Una delle loro possibili applicazioni è la somministrazione guidata del farmaco. Una volta “agganciato” il farmaco, le nanoparticelle possono essere guidate verso la zona colpita da tumore e, giunte nel punto desiderato, rilasciare il loro carico solo dove necessario. In questo modo il farmaco può agire in maniera puntuale senza recare danni ai tessuti sani circostanti.
Non solo. Per le nanoparticelle è in fase di studio un’altra importante applicazione biomedica: la distruzione di un tumore localizzato attraverso l’ipertermia. Le cellule cancerogene possono infatti essere soppresse innalzando la loro temperatura a 42.5ºC e mantenendola tale per più di 30 minuti. Guidati fino all’esatto punto in cui si trova il tumore, i nano magneti possono agganciare le cellule tumorali e, sotto l’azione di un campo magnetico variabile di intensità opportuna, essere costretti ad oscillare liberando calore fino al raggiungimento della temperatura critica per la sopravvivenza delle cellule tumorali.
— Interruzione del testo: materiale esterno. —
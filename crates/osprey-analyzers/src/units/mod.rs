//! Analyzer units.
//!
//! Each unit is one independent, I/O-bound analysis task. Heuristics are
//! deliberately shallow header/HTML sniffing; the orchestration layer does
//! not care how a unit arrives at its fields, only that field names stay
//! stable for the scoring pipeline.

mod competitors;
mod content;
mod conversion;
mod mobile;
mod performance;
mod security;
mod seo;

pub use competitors::{CompetitorComparisonUnit, CompetitorKeywordsUnit, CompetitorsUnit};
pub use content::{ContentUnit, EmailUnit, SocialUnit};
pub use conversion::{AdvertisingUnit, ConversionUnit, LocalPresenceUnit, TrustSignalsUnit};
pub use mobile::{AccessibilityUnit, MobileUnit};
pub use performance::{PerformanceUnit, TrafficUnit};
pub use security::{AnalyticsUnit, SecurityUnit, TechnologyUnit};
pub use seo::{KeywordsUnit, LinksUnit, SeoUnit, SiteStructureUnit};

use lazy_static::lazy_static;
use regex::Regex;

lazy_static! {
    pub(crate) static ref TITLE_RE: Regex =
        Regex::new(r"(?is)<title[^>]*>(.*?)</title>").unwrap();
    pub(crate) static ref META_DESCRIPTION_RE: Regex =
        Regex::new(r#"(?i)<meta[^>]+name=["']description["'][^>]*>"#).unwrap();
    pub(crate) static ref VIEWPORT_RE: Regex =
        Regex::new(r#"(?i)<meta[^>]+name=["']viewport["'][^>]*>"#).unwrap();
    pub(crate) static ref H1_RE: Regex = Regex::new(r"(?i)<h1[\s>]").unwrap();
    pub(crate) static ref ANCHOR_HREF_RE: Regex =
        Regex::new(r#"(?i)<a[^>]+href=["']([^"']+)["']"#).unwrap();
    pub(crate) static ref IMG_RE: Regex = Regex::new(r"(?i)<img[^>]*>").unwrap();
    pub(crate) static ref IMG_ALT_RE: Regex =
        Regex::new(r#"(?i)<img[^>]*\balt=["'][^"']*["'][^>]*>"#).unwrap();
    pub(crate) static ref TAG_RE: Regex = Regex::new(r"(?s)<[^>]*>").unwrap();
    pub(crate) static ref SCRIPT_BLOCK_RE: Regex =
        Regex::new(r"(?is)<(script|style)[^>]*>.*?</(script|style)>").unwrap();
}

/// Weighted pass/fail checks folded into a 0..=100 score.
pub(crate) fn weighted_score(checks: &[(bool, f64)]) -> f64 {
    let total: f64 = checks.iter().map(|(_, w)| w).sum();
    if total == 0.0 {
        return 0.0;
    }
    let passed: f64 = checks.iter().filter(|(ok, _)| *ok).map(|(_, w)| w).sum();
    (passed / total * 100.0).round()
}

/// Visible text with script/style blocks and markup removed.
pub(crate) fn visible_text(html: &str) -> String {
    let without_blocks = SCRIPT_BLOCK_RE.replace_all(html, " ");
    TAG_RE.replace_all(&without_blocks, " ").to_string()
}

pub(crate) fn word_count(html: &str) -> usize {
    visible_text(html).split_whitespace().count()
}

/// All href values on the page.
pub(crate) fn hrefs(html: &str) -> Vec<String> {
    ANCHOR_HREF_RE
        .captures_iter(html)
        .map(|cap| cap[1].to_string())
        .collect()
}

pub(crate) fn extract_title(html: &str) -> Option<String> {
    TITLE_RE
        .captures(html)
        .map(|cap| cap[1].split_whitespace().collect::<Vec<_>>().join(" "))
        .filter(|t| !t.is_empty())
}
Il fenomeno descritto è lo stesso che caratterizza il principio di funzionamento del forno a microonde.
Allo stato attuale il gruppo di ricerca si dedica alla preparazione delle nanoparticelle ovvero si occupa di sintetizzarle, di caratterizzarle valutando le loro proprietà strutturali e magnetiche, e di inglobarle nei liposomi, microsfere cave formate da uno o più doppi strati lipidici, ottenendo quelli che vengono chiamati magneto-liposomi. I liposomi infatti sono considerati un ottimo strumento di somministrazione di farmaci grazie alla loro qualità di essere assorbibili da ogni cellula e di rilasciare il loro contenuto lentamente.
Nell’analisi delle nanoparticelle viene prestata una particolare attenzione alle loro dimensioni. I nano magneti devono essere di circa 20 nanometri. Se le dimensioni sono maggiori potrebbero ostruire i vasi; se le dimensioni sono inferiori potrebbero venire fagocitati dai macrofagi, cellule tissutali la cui funzione principale è la fagocitosi cioè la capacità di inglobare particelle estranee e di distruggerle.
I nanomagneti possono essere di ossido di ferro oppure di ferrite di cobalto. La ferrite di cobalto ha il vantaggio di poter essere guidate in modo più efficace dal campo magnetico perche le sue proprietà magnetiche dipendono fortemente dalla direzione lungo la quale vengono considerate (anisotropia magnetica). Al contrario delle nanoparticelle di ossido di ferro, quelle in ferrite di cobalto necessitano però di essere rivestite, in genere con silice, per eliminare gli effetti tossici e di essere funzionalizzate.
Una volta compiuta la loro missione, i nanomagneti possono essere lasciati all’interno del corpo umano cosi da essere “mangiati” dal sistema dei macrofagi, se sono di ossido di ferro; si devono invece accompagnare verso l’uscita, se sono di ferrite di cobalto.
Gli sviluppi futuri di questa ricerca richiedono uno studio multidisciplinare che prevede per ora una collaborazione con gruppi di ricerca di Dipartimenti di Farmacia e Medicina. Una volta valutata la tossicità nelle cellule si pensa infatti di passare alla sperimentazione in vitro e in vivo sui ratti.